Assignment
In the listing that follows, count each line where the word "struct" appears; write nothing but the count.

Supplied data
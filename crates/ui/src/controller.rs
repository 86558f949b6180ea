use dioxus::prelude::*;
use rfd::AsyncFileDialog;

use quiz_core::model::{QuestionCount, QuestionId, QuizSession, SessionError, SessionPhase};
use services::{PdfSelection, QuizFlowError, UploadError, progress_channel};

use crate::context::AppContext;
use crate::views::{GeneratorPanel, QuestionsPage, ResultsPage, UploadPanel};
use crate::vm::{map_question_rows, map_results};

fn mime_for(file_name: &str) -> &'static str {
    if file_name.to_ascii_lowercase().ends_with(".pdf") {
        "application/pdf"
    } else {
        "application/octet-stream"
    }
}

fn upload_error_message(err: &UploadError) -> String {
    match err {
        UploadError::NotPdf => "Please upload a PDF file".to_string(),
        UploadError::TooLarge { .. } => "File exceeds the 10MB limit".to_string(),
        _ => "Failed to upload file. Please try again or check server connection.".to_string(),
    }
}

fn submit_error_message(err: &QuizFlowError) -> String {
    match err {
        QuizFlowError::Session(SessionError::IncompleteAnswers { missing }) => {
            format!("Please answer every question before submitting ({missing} left).")
        }
        _ => "Failed to submit answers. Please try again.".to_string(),
    }
}

/// Owns the one `QuizSession` value and every request in flight.
///
/// Views below this component are pure renderers: they receive precomputed
/// rows, raise events, and the controller applies each event to the session
/// before handing the next snapshot back down. Async actions work on a clone
/// of the session and write the outcome back, so the rendered state only
/// changes at action boundaries and a second request can never start while
/// one is outstanding.
#[component]
pub fn QuizController() -> Element {
    let ctx = use_context::<AppContext>();
    let flow = ctx.quiz_flow();
    let uploads = ctx.uploads();

    let mut session = use_signal({
        let flow = flow.clone();
        move || flow.new_session()
    });
    let mut selection = use_signal(|| None::<PdfSelection>);
    let mut uploading = use_signal(|| false);
    let mut upload_progress = use_signal(|| 0u8);
    let mut upload_error = use_signal(|| None::<String>);
    let mut busy = use_signal(|| false);
    let mut flow_error = use_signal(|| None::<String>);
    let mut count = use_signal(|| QuestionCount::default().value());

    let on_pick = move |()| {
        if uploading() {
            return;
        }
        spawn(async move {
            let Some(handle) = AsyncFileDialog::new()
                .set_title("Choose a PDF to study")
                .add_filter("PDF documents", &["pdf"])
                .pick_file()
                .await
            else {
                return;
            };
            let file_name = handle.file_name();
            let bytes = handle.read().await;
            match PdfSelection::new(&file_name, mime_for(&file_name), bytes) {
                Ok(picked) => {
                    upload_error.set(None);
                    selection.set(Some(picked));
                }
                Err(err) => {
                    selection.set(None);
                    upload_error.set(Some(upload_error_message(&err)));
                }
            }
        });
    };

    let on_upload = {
        let uploads = uploads.clone();
        move |()| {
            let Some(picked) = selection.peek().clone() else {
                return;
            };
            if uploading() {
                return;
            }
            let uploads = uploads.clone();
            uploading.set(true);
            upload_error.set(None);
            upload_progress.set(0);

            let (tx, mut rx) = progress_channel();
            // mirror the watch channel into the progress signal; ends when
            // the upload drops its sender
            spawn(async move {
                while rx.changed().await.is_ok() {
                    let percent = *rx.borrow_and_update();
                    upload_progress.set(percent);
                }
            });
            spawn(async move {
                match uploads.upload(picked, tx).await {
                    Ok(file_name) => {
                        let mut current = session.peek().clone();
                        if current.upload_complete(file_name).is_ok() {
                            session.set(current);
                        }
                        selection.set(None);
                    }
                    Err(err) => {
                        upload_error.set(Some(upload_error_message(&err)));
                    }
                }
                uploading.set(false);
            });
        }
    };

    let on_generate = {
        let flow = flow.clone();
        move |()| {
            if busy() {
                return;
            }
            let requested = match QuestionCount::new(count()) {
                Ok(requested) => requested,
                Err(err) => {
                    flow_error.set(Some(err.to_string()));
                    return;
                }
            };
            let flow = flow.clone();
            busy.set(true);
            flow_error.set(None);
            spawn(async move {
                let mut current = session.peek().clone();
                match flow.generate(&mut current, requested).await {
                    Ok(()) => session.set(current),
                    Err(_) => {
                        flow_error
                            .set(Some("Failed to generate questions. Please try again.".into()));
                    }
                }
                busy.set(false);
            });
        }
    };

    let on_answer = move |(id, text): (QuestionId, String)| {
        let mut current = session.peek().clone();
        if current.set_answer(id, text).is_ok() {
            session.set(current);
        }
    };

    let on_submit = {
        let flow = flow.clone();
        move |()| {
            if busy() {
                return;
            }
            let flow = flow.clone();
            busy.set(true);
            flow_error.set(None);
            spawn(async move {
                let mut current = session.peek().clone();
                let result = flow.submit(&mut current).await;
                session.set(current);
                if let Err(err) = result {
                    flow_error.set(Some(submit_error_message(&err)));
                }
                busy.set(false);
            });
        }
    };

    let on_regenerate = {
        let flow = flow.clone();
        move |()| {
            if busy() {
                return;
            }
            let requested = match QuestionCount::new(count()) {
                Ok(requested) => requested,
                Err(err) => {
                    flow_error.set(Some(err.to_string()));
                    return;
                }
            };
            let flow = flow.clone();
            busy.set(true);
            flow_error.set(None);
            spawn(async move {
                let mut current = session.peek().clone();
                match flow.regenerate(&mut current, requested).await {
                    Ok(()) => session.set(current),
                    Err(_) => {
                        flow_error
                            .set(Some("Failed to generate questions. Please try again.".into()));
                    }
                }
                busy.set(false);
            });
        }
    };

    let on_start_over = {
        let flow = flow.clone();
        move |()| {
            let mut current = session.peek().clone();
            flow.start_over(&mut current);
            session.set(current);
            selection.set(None);
            uploading.set(false);
            upload_progress.set(0);
            upload_error.set(None);
            busy.set(false);
            flow_error.set(None);
            count.set(QuestionCount::default().value());
        }
    };

    let on_count = move |value: u8| count.set(value);

    let snapshot: QuizSession = session();
    let phase = snapshot.phase();
    let selection_name = selection
        .read()
        .as_ref()
        .map(|picked| picked.file_name().to_string());

    rsx! {
        match phase {
            SessionPhase::Idle | SessionPhase::Uploaded => rsx! {
                div { class: "page home-page",
                    header { class: "page-header",
                        span { class: "brand", "QuizMaker" }
                    }
                    h1 { class: "hero-title", "Self-Study Quiz Maker" }
                    p { class: "hero-subtitle", "To begin, upload the PDF file you want to study over" }

                    UploadPanel {
                        selection_name: selection_name,
                        uploading: uploading(),
                        progress: upload_progress(),
                        uploaded_file: snapshot.file_name().map(str::to_string),
                        error: upload_error(),
                        on_pick: on_pick,
                        on_upload: on_upload,
                    }

                    if phase == SessionPhase::Uploaded {
                        GeneratorPanel {
                            count: count(),
                            busy: busy(),
                            error: flow_error(),
                            on_count: on_count,
                            on_generate: on_generate,
                        }
                    }

                    div { class: "feature-grid",
                        div { class: "feature-card",
                            h3 { "Generate Questions" }
                            p { "Relevant study questions are created from your PDF" }
                        }
                        div { class: "feature-card",
                            h3 { "Test Your Knowledge" }
                            p { "Take quizzes to reinforce your understanding of the material" }
                        }
                        div { class: "feature-card",
                            h3 { "Track Progress" }
                            p { "See your score by topic and focus on challenging areas" }
                        }
                    }
                }
            },
            SessionPhase::QuestionsReady | SessionPhase::Submitting => rsx! {
                QuestionsPage {
                    rows: map_question_rows(snapshot.questions(), snapshot.answers()),
                    file_name: snapshot.file_name().map(str::to_string),
                    busy: busy() || phase == SessionPhase::Submitting,
                    error: flow_error(),
                    on_answer: on_answer,
                    on_submit: on_submit,
                    on_start_over: on_start_over,
                }
            },
            SessionPhase::ResultsReady => {
                let evaluation = snapshot.evaluation().cloned().unwrap_or_default();
                rsx! {
                    ResultsPage {
                        vm: map_results(snapshot.questions(), snapshot.answers(), &evaluation),
                        regen_count: count(),
                        busy: busy(),
                        error: flow_error(),
                        on_regen_count: on_count,
                        on_regenerate: on_regenerate,
                        on_start_over: on_start_over,
                    }
                }
            }
        }
    }
}
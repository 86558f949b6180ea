use quiz_core::model::{AnswerSheet, Question, QuestionId};

/// One answerable question row on the questions page.
#[derive(Clone, Debug, PartialEq)]
pub struct QuestionRowVm {
    pub number: usize,
    pub id: QuestionId,
    pub text: String,
    pub answer: String,
}

#[must_use]
pub fn map_question_rows(questions: &[Question], answers: &AnswerSheet) -> Vec<QuestionRowVm> {
    questions
        .iter()
        .enumerate()
        .map(|(index, question)| QuestionRowVm {
            number: index + 1,
            id: question.id,
            text: question.text.clone(),
            answer: answers.answer(question.id).unwrap_or("").to_string(),
        })
        .collect()
}
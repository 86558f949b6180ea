use std::fmt;
use std::sync::Arc;
use std::time::Duration;

use dioxus::LaunchBuilder;
use dioxus::desktop::{Config as DesktopConfig, WindowBuilder};
use log::info;
use services::{
    Clock, HttpQuizApi, QuizApi, QuizApiConfig, QuizFlowService, UploadService,
};
use ui::{App, UiApp, build_app_context};

#[derive(Debug)]
enum ArgsError {
    MissingValue { flag: &'static str },
    UnknownArg(String),
    InvalidTimeout { raw: String },
}

impl fmt::Display for ArgsError {
    fn fmt(&self, f: &mut fmt::Formatter<'_>) -> fmt::Result {
        match self {
            ArgsError::MissingValue { flag } => write!(f, "{flag} requires a value"),
            ArgsError::UnknownArg(arg) => write!(f, "unknown argument: {arg}"),
            ArgsError::InvalidTimeout { raw } => write!(f, "invalid --timeout-secs value: {raw}"),
        }
    }
}

impl std::error::Error for ArgsError {}

fn require_value(
    args: &mut impl Iterator<Item = String>,
    flag: &'static str,
) -> Result<String, ArgsError> {
    args.next().ok_or(ArgsError::MissingValue { flag })
}

struct DesktopQuizApp {
    quiz_flow: Arc<QuizFlowService>,
    uploads: Arc<UploadService>,
}

impl UiApp for DesktopQuizApp {
    fn quiz_flow(&self) -> Arc<QuizFlowService> {
        Arc::clone(&self.quiz_flow)
    }

    fn uploads(&self) -> Arc<UploadService> {
        Arc::clone(&self.uploads)
    }
}

struct Args {
    config: QuizApiConfig,
}

fn print_usage() {
    eprintln!("Usage:");
    eprintln!("  cargo run -p app -- [--api-url <url>] [--timeout-secs <secs>]");
    eprintln!();
    eprintln!("Defaults:");
    eprintln!("  --api-url {}", QuizApiConfig::DEFAULT_BASE_URL);
    eprintln!(
        "  --timeout-secs {}",
        QuizApiConfig::DEFAULT_TIMEOUT.as_secs()
    );
    eprintln!();
    eprintln!("Environment:");
    eprintln!("  QUIZ_API_URL, QUIZ_API_TIMEOUT_SECS");
}

impl Args {
    fn parse(args: &mut impl Iterator<Item = String>) -> Result<Self, ArgsError> {
        // Environment first, flags override.
        let mut config = QuizApiConfig::from_env();

        while let Some(arg) = args.next() {
            match arg.as_str() {
                "--api-url" => {
                    config.base_url = require_value(args, "--api-url")?;
                }
                "--timeout-secs" => {
                    let value = require_value(args, "--timeout-secs")?;
                    let secs: u64 = value
                        .parse()
                        .map_err(|_| ArgsError::InvalidTimeout { raw: value.clone() })?;
                    config.timeout = Duration::from_secs(secs);
                }
                "--help" | "-h" => {
                    print_usage();
                    std::process::exit(0);
                }
                _ => return Err(ArgsError::UnknownArg(arg)),
            }
        }

        Ok(Self { config })
    }
}

fn run() -> Result<(), Box<dyn std::error::Error>> {
    let mut argv = std::env::args().skip(1);
    let parsed = Args::parse(&mut argv).map_err(|err| {
        eprintln!("{err}");
        print_usage();
        err
    })?;

    info!("quiz service at {}", parsed.config.base_url);
    let api: Arc<dyn QuizApi> = Arc::new(HttpQuizApi::new(parsed.config)?);
    let quiz_flow = Arc::new(QuizFlowService::new(
        Clock::default_clock(),
        Arc::clone(&api),
    ));
    let uploads = Arc::new(UploadService::new(api));

    let app: Arc<dyn UiApp> = Arc::new(DesktopQuizApp { quiz_flow, uploads });
    let context = build_app_context(&app);

    let desktop_cfg = DesktopConfig::new().with_window(
        WindowBuilder::new()
            .with_title("QuizMaker")
            .with_always_on_top(false),
    );

    LaunchBuilder::desktop()
        .with_cfg(desktop_cfg)
        .with_context(context)
        .launch(App);
    Ok(())
}

fn main() {
    env_logger::init();
    if let Err(err) = run() {
        // At this layer (binary glue), printing once is fine.
        eprintln!("{err}");
        std::process::exit(2);
    }
}
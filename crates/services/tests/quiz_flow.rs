use std::sync::Arc;
use std::sync::atomic::{AtomicUsize, Ordering};

use async_trait::async_trait;

use quiz_core::aggregate::overall_percentage;
use quiz_core::model::{
    Evaluation, Question, QuestionCount, QuestionId, Score, SessionError, SessionPhase,
};
use quiz_core::time::fixed_clock;
use services::{
    AnswerEntry, ApiError, MAX_PDF_BYTES, PdfSelection, QuizApi, QuizFlowError, QuizFlowService,
    UploadService, progress_channel,
};

/// Scripted backend double: serves a fixed question set and grades every
/// answer per the configured scores, while counting calls.
struct FakeQuizApi {
    questions: Vec<Question>,
    tailored: Vec<Question>,
    scores: Vec<Score>,
    fail_submit: bool,
    upload_calls: AtomicUsize,
    submit_calls: AtomicUsize,
    regenerate_calls: AtomicUsize,
}

impl FakeQuizApi {
    fn new(questions: Vec<Question>, scores: Vec<Score>) -> Self {
        Self {
            questions,
            tailored: Vec::new(),
            scores,
            fail_submit: false,
            upload_calls: AtomicUsize::new(0),
            submit_calls: AtomicUsize::new(0),
            regenerate_calls: AtomicUsize::new(0),
        }
    }

    fn with_tailored(mut self, tailored: Vec<Question>) -> Self {
        self.tailored = tailored;
        self
    }

    fn failing_submit(mut self) -> Self {
        self.fail_submit = true;
        self
    }
}

#[async_trait]
impl QuizApi for FakeQuizApi {
    async fn upload_file(&self, _file_name: &str, _bytes: Vec<u8>) -> Result<(), ApiError> {
        self.upload_calls.fetch_add(1, Ordering::SeqCst);
        Ok(())
    }

    async fn generate_questions(&self, count: QuestionCount) -> Result<Vec<Question>, ApiError> {
        Ok(self
            .questions
            .iter()
            .take(count.value() as usize)
            .cloned()
            .collect())
    }

    async fn submit_answers(&self, answers: &[AnswerEntry]) -> Result<Evaluation, ApiError> {
        self.submit_calls.fetch_add(1, Ordering::SeqCst);
        if self.fail_submit {
            return Err(ApiError::Status(reqwest::StatusCode::BAD_GATEWAY));
        }
        assert!(
            answers.iter().all(|entry| !entry.text.is_empty()),
            "client must not submit empty answers"
        );
        Ok(Evaluation {
            strengths: vec!["clear definitions".into()],
            weaknesses: vec!["dates".into()],
            scores: self.scores.clone(),
        })
    }

    async fn regenerate_questions(
        &self,
        count: QuestionCount,
        weaknesses: &[String],
    ) -> Result<Vec<Question>, ApiError> {
        self.regenerate_calls.fetch_add(1, Ordering::SeqCst);
        assert_eq!(weaknesses, ["dates"], "tailored request carries weaknesses");
        Ok(self
            .tailored
            .iter()
            .take(count.value() as usize)
            .cloned()
            .collect())
    }
}

fn question(id: u64, category: &str) -> Question {
    Question::new(QuestionId::new(id), format!("Q{id}"), category)
}

fn five_questions() -> Vec<Question> {
    vec![
        question(1, "Math"),
        question(2, "Math"),
        question(3, "History"),
        question(4, "History"),
        question(5, "Geography"),
    ]
}

/// Scores summing to 18 of 25, so the overall grade lands on 72%.
fn scores_18_of_25() -> Vec<Score> {
    vec![
        Score::new(QuestionId::new(1), 5.0),
        Score::new(QuestionId::new(2), 4.0),
        Score::new(QuestionId::new(3), 3.0),
        Score::new(QuestionId::new(4), 2.0),
        Score::new(QuestionId::new(5), 4.0),
    ]
}

#[tokio::test]
async fn full_flow_from_upload_to_results() {
    let api = Arc::new(FakeQuizApi::new(five_questions(), scores_18_of_25()));
    let flow = QuizFlowService::new(fixed_clock(), Arc::clone(&api) as Arc<dyn QuizApi>);
    let uploads = UploadService::new(Arc::clone(&api) as Arc<dyn QuizApi>);

    let mut session = flow.new_session();

    // upload a 3 MB PDF
    let selection =
        PdfSelection::new("notes.pdf", "application/pdf", vec![0; 3 * 1024 * 1024]).unwrap();
    let (tx, rx) = progress_channel();
    let file_name = uploads.upload(selection, tx).await.unwrap();
    assert_eq!(*rx.borrow(), 100);
    session.upload_complete(file_name).unwrap();

    // generate five questions
    flow.generate(&mut session, QuestionCount::new(5).unwrap())
        .await
        .unwrap();
    assert_eq!(session.phase(), SessionPhase::QuestionsReady);
    assert_eq!(session.questions().len(), 5);
    assert_eq!(session.answers().len(), 5);

    // answer all five and submit
    for id in 1..=5 {
        session
            .set_answer(QuestionId::new(id), format!("answer {id}"))
            .unwrap();
    }
    flow.submit(&mut session).await.unwrap();
    assert_eq!(session.phase(), SessionPhase::ResultsReady);

    let evaluation = session.evaluation().unwrap();
    let overall = overall_percentage(session.questions(), &evaluation.scores);
    assert!((overall - 72.0).abs() < 1e-9);
}

#[tokio::test]
async fn incomplete_answers_never_reach_the_network() {
    let api = Arc::new(FakeQuizApi::new(five_questions(), scores_18_of_25()));
    let flow = QuizFlowService::new(fixed_clock(), Arc::clone(&api) as Arc<dyn QuizApi>);

    let mut session = flow.new_session();
    session.upload_complete("notes.pdf").unwrap();
    flow.generate(&mut session, QuestionCount::new(3).unwrap())
        .await
        .unwrap();
    session.set_answer(QuestionId::new(1), "only one").unwrap();

    let err = flow.submit(&mut session).await.unwrap_err();
    assert!(matches!(
        err,
        QuizFlowError::Session(SessionError::IncompleteAnswers { missing: 2 })
    ));
    assert_eq!(api.submit_calls.load(Ordering::SeqCst), 0);
    assert_eq!(session.phase(), SessionPhase::QuestionsReady);
}

#[tokio::test]
async fn failed_submission_preserves_answers_for_retry() {
    let api = Arc::new(FakeQuizApi::new(five_questions(), scores_18_of_25()).failing_submit());
    let flow = QuizFlowService::new(fixed_clock(), Arc::clone(&api) as Arc<dyn QuizApi>);

    let mut session = flow.new_session();
    session.upload_complete("notes.pdf").unwrap();
    flow.generate(&mut session, QuestionCount::new(2).unwrap())
        .await
        .unwrap();
    session.set_answer(QuestionId::new(1), "kept").unwrap();
    session.set_answer(QuestionId::new(2), "also kept").unwrap();

    let err = flow.submit(&mut session).await.unwrap_err();
    assert!(matches!(err, QuizFlowError::Api(ApiError::Status(_))));
    assert_eq!(session.phase(), SessionPhase::QuestionsReady);
    assert_eq!(session.answers().answer(QuestionId::new(1)), Some("kept"));
    assert_eq!(api.submit_calls.load(Ordering::SeqCst), 1);
}

#[tokio::test]
async fn regeneration_installs_a_tailored_quiz_and_drops_old_results() {
    let tailored = vec![question(10, "History"), question(11, "History")];
    let api = Arc::new(
        FakeQuizApi::new(five_questions(), scores_18_of_25()).with_tailored(tailored),
    );
    let flow = QuizFlowService::new(fixed_clock(), Arc::clone(&api) as Arc<dyn QuizApi>);

    let mut session = flow.new_session();
    session.upload_complete("notes.pdf").unwrap();
    flow.generate(&mut session, QuestionCount::new(5).unwrap())
        .await
        .unwrap();
    for id in 1..=5 {
        session.set_answer(QuestionId::new(id), "done").unwrap();
    }
    flow.submit(&mut session).await.unwrap();

    flow.regenerate(&mut session, QuestionCount::new(2).unwrap())
        .await
        .unwrap();

    assert_eq!(session.phase(), SessionPhase::QuestionsReady);
    let ids: Vec<u64> = session
        .answers()
        .ids()
        .iter()
        .map(QuestionId::value)
        .collect();
    assert_eq!(ids, vec![10, 11]);
    assert!(session.evaluation().is_none());
    assert_eq!(api.regenerate_calls.load(Ordering::SeqCst), 1);
}

#[tokio::test]
async fn regeneration_requires_results() {
    let api = Arc::new(FakeQuizApi::new(five_questions(), scores_18_of_25()));
    let flow = QuizFlowService::new(fixed_clock(), Arc::clone(&api) as Arc<dyn QuizApi>);

    let mut session = flow.new_session();
    let err = flow
        .regenerate(&mut session, QuestionCount::default())
        .await
        .unwrap_err();
    assert!(matches!(
        err,
        QuizFlowError::Session(SessionError::NoResults)
    ));
    assert_eq!(api.regenerate_calls.load(Ordering::SeqCst), 0);
}

#[tokio::test]
async fn generation_requires_an_upload_first() {
    let api = Arc::new(FakeQuizApi::new(five_questions(), scores_18_of_25()));
    let flow = QuizFlowService::new(fixed_clock(), Arc::clone(&api) as Arc<dyn QuizApi>);

    let mut session = flow.new_session();
    let err = flow
        .generate(&mut session, QuestionCount::default())
        .await
        .unwrap_err();
    assert!(matches!(
        err,
        QuizFlowError::Session(SessionError::UploadRequired)
    ));
    assert_eq!(session.phase(), SessionPhase::Idle);
}

#[test]
fn oversized_selection_is_rejected_before_any_upload() {
    let err =
        PdfSelection::new("huge.pdf", "application/pdf", vec![0; MAX_PDF_BYTES + 1]).unwrap_err();
    assert!(matches!(err, services::UploadError::TooLarge { .. }));
}

#[tokio::test]
async fn start_over_returns_to_idle() {
    let api = Arc::new(FakeQuizApi::new(five_questions(), scores_18_of_25()));
    let flow = QuizFlowService::new(fixed_clock(), Arc::clone(&api) as Arc<dyn QuizApi>);

    let mut session = flow.new_session();
    session.upload_complete("notes.pdf").unwrap();
    flow.generate(&mut session, QuestionCount::new(2).unwrap())
        .await
        .unwrap();

    flow.start_over(&mut session);
    assert_eq!(session.phase(), SessionPhase::Idle);
    assert!(session.questions().is_empty());
}
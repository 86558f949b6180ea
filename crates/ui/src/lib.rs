pub mod app;
pub mod context;
pub mod controller;
pub mod views;
pub mod vm;

pub use app::App;
pub use context::{AppContext, UiApp, build_app_context};
pub use controller::QuizController;
//! REST API for the broadcast directory

pub mod handlers;
pub mod router;
pub mod state;
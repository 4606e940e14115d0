//! Client error types

use thiserror::Error;

/// Errors talking to the discovery daemon
#[derive(Debug, Error)]
pub enum ClientError {
    /// Transport failure or undecodable response
    #[error("HTTP error: {0}")]
    Http(#[from] reqwest::Error),

    #[error("Invalid URL: {0}")]
    InvalidUrl(#[from] url::ParseError),

    /// Base URL that cannot carry path segments (e.g. `mailto:`)
    #[error("Invalid base URL: {0}")]
    InvalidBaseUrl(String),

    /// The daemon does not know the broadcaster
    #[error("{0}")]
    NotFound(String),

    /// Any other non-success response
    #[error("Daemon returned {status}: {message}")]
    Api { status: u16, message: String },
}

impl ClientError {
    pub fn is_not_found(&self) -> bool {
        matches!(self, ClientError::NotFound(_))
    }
}

/// Result type for client operations
pub type Result<T> = std::result::Result<T, ClientError>;
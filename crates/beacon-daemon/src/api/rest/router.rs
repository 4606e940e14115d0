//! API Router configuration

use super::handlers;
use super::state::AppState;
use crate::config::ServerConfig;
use axum::{
    extract::DefaultBodyLimit,
    routing::get,
    Router,
};
use std::time::Duration;
use tower_http::cors::{Any, CorsLayer};
use tower_http::timeout::TimeoutLayer;
use tower_http::trace::TraceLayer;

/// Create the main API router
pub fn create_router(state: AppState, config: &ServerConfig) -> Router {
    let mut router = Router::new()
        .route("/health", get(handlers::health_check))
        .route(
            "/broadcasts",
            get(handlers::list_broadcasts).post(handlers::register_broadcast),
        )
        .route(
            "/broadcasts/:broadcaster_id",
            get(handlers::get_broadcast).delete(handlers::deregister_broadcast),
        )
        .fallback(handlers::route_not_found)
        .with_state(state)
        .layer(DefaultBodyLimit::max(config.max_body_size))
        .layer(TimeoutLayer::new(Duration::from_secs(
            config.request_timeout_secs,
        )));

    if config.enable_cors {
        let cors = CorsLayer::new()
            .allow_origin(Any)
            .allow_methods(Any)
            .allow_headers(Any);
        router = router.layer(cors);
    }

    router.layer(TraceLayer::new_for_http())
}
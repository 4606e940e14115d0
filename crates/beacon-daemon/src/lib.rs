//! Beacon Daemon library
//!
//! This module provides the core components for the discovery daemon:
//! - REST API handlers for the broadcast directory
//! - Configuration loading
//! - Server lifecycle management (liveness monitor, graceful shutdown)

pub mod api;
pub mod config;
pub mod error;
pub mod server;

pub use api::create_router;
pub use config::DaemonConfig;
pub use error::{ApiError, DaemonError};
pub use server::Server;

Task result
4